**Source data:**
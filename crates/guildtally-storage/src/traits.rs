//! The persistence contract all counter store backends implement.

use async_trait::async_trait;
use guildtally_core::{CounterRecord, GuildId};

use crate::error::StorageError;
use crate::types::CounterUpdate;

/// Contract for counter-record persistence backends.
///
/// Backends are selected at construction and used behind
/// `Arc<dyn CounterStore>`. Implementations must be thread-safe
/// (`Send + Sync`).
///
/// Absence of a record on `update`/`delete` is a normal outcome, not an
/// error: after a cache mutation the engine writes through on a best-effort
/// basis, and the startup fill reconciles any drift.
#[async_trait]
pub trait CounterStore: Send + Sync {
    /// Persists a new counter record.
    ///
    /// # Errors
    ///
    /// Returns `StorageError::AlreadyExists` if the guild already has a
    /// record, or an infrastructure error.
    async fn create(&self, record: &CounterRecord) -> Result<(), StorageError>;

    /// Applies a partial update to an existing record.
    ///
    /// Updating an absent record is a no-op.
    ///
    /// # Errors
    ///
    /// Returns an error only for infrastructure or codec issues.
    async fn update(&self, guild_id: &GuildId, update: &CounterUpdate) -> Result<(), StorageError>;

    /// Deletes the record for a guild.
    ///
    /// Deleting an absent record is a no-op.
    ///
    /// # Errors
    ///
    /// Returns an error only for infrastructure issues.
    async fn delete(&self, guild_id: &GuildId) -> Result<(), StorageError>;

    /// Returns every stored record.
    ///
    /// Used once, for the startup cache fill.
    ///
    /// # Errors
    ///
    /// Returns an error for infrastructure or codec issues.
    async fn list_all(&self) -> Result<Vec<CounterRecord>, StorageError>;

    /// Returns the name of this backend for logging/debugging.
    fn backend_name(&self) -> &'static str;
}

#[cfg(test)]
mod tests {
    use super::*;

    // Compile-time test that CounterStore is object-safe
    fn _assert_store_object_safe(_: &dyn CounterStore) {}
}
//! The platform client contract.

use async_trait::async_trait;
use guildtally_core::{ChannelId, GuildId};
use tokio::sync::broadcast;

use crate::error::PlatformError;
use crate::events::MemberEvent;
use crate::types::{ChannelInfo, ChannelSpec, Member, PlatformGuild};

/// Client for the collaborative platform hosting the counter channels.
///
/// Implementations must be thread-safe (`Send + Sync`). All operations are
/// keyed by guild id; channel ids are only meaningful within their guild.
#[async_trait]
pub trait PlatformClient: Send + Sync {
    /// Fetches a guild. Returns `None` when the platform does not know it.
    ///
    /// # Errors
    ///
    /// Returns an error only for transport failures, not for missing guilds.
    async fn fetch_guild(&self, guild_id: &GuildId)
    -> Result<Option<PlatformGuild>, PlatformError>;

    /// Every guild currently known to the platform.
    async fn known_guilds(&self) -> Result<Vec<GuildId>, PlatformError>;

    /// Fresh member list for a guild, with automated classification.
    ///
    /// Callers needing several counts derive them all from one call.
    async fn fetch_members(&self, guild_id: &GuildId) -> Result<Vec<Member>, PlatformError>;

    /// Creates the grouping category channel and returns its id.
    async fn create_category(
        &self,
        guild_id: &GuildId,
        name: &str,
    ) -> Result<ChannelId, PlatformError>;

    /// Creates a channel per `spec` and returns its id.
    async fn create_channel(
        &self,
        guild_id: &GuildId,
        spec: &ChannelSpec,
    ) -> Result<ChannelId, PlatformError>;

    /// Fetches a channel by id. Returns `None` when the channel is gone.
    ///
    /// # Errors
    ///
    /// Returns an error only for transport failures, not for missing
    /// channels.
    async fn fetch_channel(
        &self,
        guild_id: &GuildId,
        channel_id: &ChannelId,
    ) -> Result<Option<ChannelInfo>, PlatformError>;

    /// Renames a channel.
    async fn rename_channel(
        &self,
        guild_id: &GuildId,
        channel_id: &ChannelId,
        name: &str,
    ) -> Result<(), PlatformError>;

    /// Deletes a channel.
    async fn delete_channel(
        &self,
        guild_id: &GuildId,
        channel_id: &ChannelId,
    ) -> Result<(), PlatformError>;

    /// Subscribes to membership-change events.
    fn events(&self) -> broadcast::Receiver<MemberEvent>;
}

**Brief:** What belongs in the answer is each line of the listing that contains the word "CounterUpdate".

**Expected answer:**
use crate::types::CounterUpdate;
    async fn update(&self, guild_id: &GuildId, update: &CounterUpdate) -> Result<(), StorageError>;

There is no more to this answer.